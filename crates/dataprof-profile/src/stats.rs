//! Per-column descriptive statistics producing Feature records.

use std::collections::BTreeMap;

use polars::prelude::{AnyValue, Column, DataFrame};
use tracing::debug;

use dataprof_model::limits::TOP_N;
use dataprof_model::{
    DatasetRef, Feature, VariableType, any_to_f64, any_to_string, is_missing_value,
    round3, round3_opt,
};

use crate::inference::{classify_column, uniqueness_ratio};

/// Profile every column of a loaded table.
///
/// Columns are processed independently; one column that cannot be
/// classified yields a record with Unknown classification and null
/// statistics rather than aborting the table.
pub fn profile_table(df: &DataFrame, dataset: &DatasetRef) -> Vec<Feature> {
    df.get_columns()
        .iter()
        .enumerate()
        .map(|(index, column)| profile_column(column, index, dataset))
        .collect()
}

/// Profile a single column.
pub fn profile_column(column: &Column, index: usize, dataset: &DatasetRef) -> Feature {
    let name = column.name().to_string();
    let class = classify_column(column);

    let mut feat = Feature::new(&name, index);
    feat.feat_datatype = class
        .physical
        .map_or_else(|| "Unknown".to_string(), |p| p.label().to_string());
    feat.feat_vartype = vartype_label(&name, class.variable, dataset);

    let (non_missing, missing) = count_missing(column);
    let total = non_missing + missing;
    feat.feat_count = non_missing;
    feat.feat_missing = format_missing(missing, total);

    let frequencies = value_frequencies(column);
    feat.feat_unique = frequencies.len() as u64;

    match class.physical {
        Some(p) if p.is_numeric() => {
            let values = numeric_values(column);
            fill_numeric(&mut feat, &values);
        }
        Some(_) => fill_categorical(&mut feat, &frequencies),
        None => {
            debug!(column = %name, "column has no scalar interpretation");
        }
    }

    let uniqueness = uniqueness_ratio(column);
    if non_missing > 0 && (uniqueness - 1.0).abs() < f64::EPSILON {
        feat.feat_warnings.push("all values unique".to_string());
    }
    if total > 0 && missing * 2 >= total {
        feat.feat_warnings.push("missing in >=50% of rows".to_string());
    }
    if missing == 0 {
        feat.feat_notes.push("no missing values".to_string());
    }

    feat
}

/// Variable-type label, suffixed when the column is the declared id or
/// label column of the dataset.
fn vartype_label(name: &str, variable: VariableType, dataset: &DatasetRef) -> String {
    let base = variable.label();
    if dataset.id_column.as_deref() == Some(name) {
        format!("{base} (ID)")
    } else if dataset.label_column.as_deref() == Some(name) {
        format!("{base} (Label)")
    } else {
        base.to_string()
    }
}

fn format_missing(missing: u64, total: u64) -> String {
    let percent = if total == 0 {
        0.0
    } else {
        missing as f64 * 100.0 / total as f64
    };
    format!("{missing} ({}%)", round3(percent))
}

fn count_missing(column: &Column) -> (u64, u64) {
    let mut non_missing = 0u64;
    let mut missing = 0u64;
    for idx in 0..column.len() {
        let value = column.get(idx).unwrap_or(AnyValue::Null);
        if is_missing_value(&value) {
            missing += 1;
        } else {
            non_missing += 1;
        }
    }
    (non_missing, missing)
}

/// Frequency table over non-missing values, keyed by string form.
fn value_frequencies(column: &Column) -> BTreeMap<String, u64> {
    let mut counts = BTreeMap::new();
    for idx in 0..column.len() {
        let value = column.get(idx).unwrap_or(AnyValue::Null);
        if is_missing_value(&value) {
            continue;
        }
        *counts.entry(any_to_string(value)).or_insert(0u64) += 1;
    }
    counts
}

fn numeric_values(column: &Column) -> Vec<f64> {
    let mut values: Vec<f64> = (0..column.len())
        .filter_map(|idx| any_to_f64(column.get(idx).unwrap_or(AnyValue::Null)))
        .collect();
    values.sort_by(|a, b| a.total_cmp(b));
    values
}

fn fill_numeric(feat: &mut Feature, sorted: &[f64]) {
    if sorted.is_empty() {
        return;
    }
    let n = sorted.len();
    let mean = sorted.iter().sum::<f64>() / n as f64;

    feat.feat_average = Some(round3(mean));
    feat.feat_median = Some(round3(quantile(sorted, 0.5)));
    feat.feat_mode = mode(sorted);
    feat.feat_max = sorted.last().map(|v| round3(*v));
    feat.feat_min = sorted.first().map(|v| round3(*v));

    let variance = sample_variance(sorted, mean);
    feat.feat_variance = round3_opt(variance);
    feat.feat_stddev = round3_opt(variance.map(f64::sqrt));

    let q25 = quantile(sorted, 0.25);
    let q75 = quantile(sorted, 0.75);
    feat.feat_quantile25 = Some(round3(q25));
    feat.feat_quantile75 = Some(round3(q75));
    feat.feat_iqr = Some(round3(q75 - q25));
    feat.feat_skew = round3_opt(skewness(sorted, mean));
    feat.feat_kurtosis = round3_opt(excess_kurtosis(sorted, mean));
    feat.feat_outlierscore = Some(
        sorted
            .iter()
            .filter(|v| **v >= q25 && **v <= q75)
            .count() as u64,
    );
}

fn fill_categorical(feat: &mut Feature, frequencies: &BTreeMap<String, u64>) {
    if frequencies.is_empty() {
        return;
    }

    // Most common first: count descending, value ascending on ties.
    let mut ranked: Vec<(&String, u64)> = frequencies.iter().map(|(v, c)| (v, *c)).collect();
    ranked.sort_by(|a, b| b.1.cmp(&a.1).then_with(|| a.0.cmp(b.0)));

    let (top_value, top_count) = ranked[0];
    feat.feat_mostcommon = Some(format!("{top_value} ({top_count})"));
    feat.feat_5_mostcommon_values = ranked
        .iter()
        .take(TOP_N)
        .map(|(v, _)| (*v).clone())
        .collect();
    feat.feat_5_mostcommon_counts = ranked.iter().take(TOP_N).map(|(_, c)| *c).collect();

    let (last_value, last_count) = ranked[ranked.len() - 1];
    feat.feat_leastcommon = Some(format!("{last_value} ({last_count})"));
    let bottom: Vec<(&String, u64)> = ranked.iter().rev().take(TOP_N).copied().collect();
    feat.feat_5_leastcommon_values = bottom.iter().map(|(v, _)| (*v).clone()).collect();
    feat.feat_5_leastcommon_counts = bottom.iter().map(|(_, c)| *c).collect();

    feat.feat_max_length = frequencies.keys().map(|v| v.chars().count() as u64).max();
    feat.feat_min_length = frequencies.keys().map(|v| v.chars().count() as u64).min();
}

/// Linear-interpolation quantile over sorted non-missing values.
pub fn quantile(sorted: &[f64], p: f64) -> f64 {
    let n = sorted.len();
    if n == 1 {
        return sorted[0];
    }
    let pos = p * (n - 1) as f64;
    let lo = pos.floor() as usize;
    let hi = pos.ceil() as usize;
    if lo == hi {
        sorted[lo]
    } else {
        let weight = pos - lo as f64;
        sorted[lo] * (1.0 - weight) + sorted[hi] * weight
    }
}

/// Sample variance (ddof = 1); `None` below two values.
fn sample_variance(values: &[f64], mean: f64) -> Option<f64> {
    let n = values.len();
    if n < 2 {
        return None;
    }
    let ss: f64 = values.iter().map(|v| (v - mean).powi(2)).sum();
    Some(ss / (n - 1) as f64)
}

/// Adjusted Fisher-Pearson skewness; `None` below three values or with
/// zero spread.
fn skewness(values: &[f64], mean: f64) -> Option<f64> {
    let n = values.len();
    if n < 3 {
        return None;
    }
    let nf = n as f64;
    let m2: f64 = values.iter().map(|v| (v - mean).powi(2)).sum::<f64>() / nf;
    let m3: f64 = values.iter().map(|v| (v - mean).powi(3)).sum::<f64>() / nf;
    if m2 == 0.0 {
        return None;
    }
    let g1 = m3 / m2.powf(1.5);
    Some(g1 * (nf * (nf - 1.0)).sqrt() / (nf - 2.0))
}

/// Unbiased excess kurtosis (G2); `None` below four values or with zero
/// spread.
fn excess_kurtosis(values: &[f64], mean: f64) -> Option<f64> {
    let n = values.len();
    if n < 4 {
        return None;
    }
    let nf = n as f64;
    let m2: f64 = values.iter().map(|v| (v - mean).powi(2)).sum::<f64>() / nf;
    let m4: f64 = values.iter().map(|v| (v - mean).powi(4)).sum::<f64>() / nf;
    if m2 == 0.0 {
        return None;
    }
    let g2 = m4 / m2.powi(2) - 3.0;
    Some(((nf + 1.0) * g2 + 6.0) * (nf - 1.0) / ((nf - 2.0) * (nf - 3.0)))
}

/// Space-joined modal values, or `None` when every value is unique.
fn mode(sorted: &[f64]) -> Option<String> {
    let mut counts: BTreeMap<String, u64> = BTreeMap::new();
    for v in sorted {
        *counts.entry(dataprof_model::polars::format_numeric(*v)).or_insert(0) += 1;
    }
    let max = counts.values().copied().max()?;
    if max <= 1 {
        return None;
    }
    let modal: Vec<String> = counts
        .into_iter()
        .filter(|(_, c)| *c == max)
        .map(|(v, _)| v)
        .collect();
    Some(modal.join(" "))
}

What the task asks
Beginning with the line containing "feat.feat_max_length = frequencies.keys().map(|v|" in the material above, copy every line exactly until you have copied the line containing "let pos = p * (n - 1) as f64;".

Written solution
    feat.feat_max_length = frequencies.keys().map(|v| v.chars().count() as u64).max();
    feat.feat_min_length = frequencies.keys().map(|v| v.chars().count() as u64).min();
}

/// Linear-interpolation quantile over sorted non-missing values.
pub fn quantile(sorted: &[f64], p: f64) -> f64 {
    let n = sorted.len();
    if n == 1 {
        return sorted[0];
    }
    let pos = p * (n - 1) as f64;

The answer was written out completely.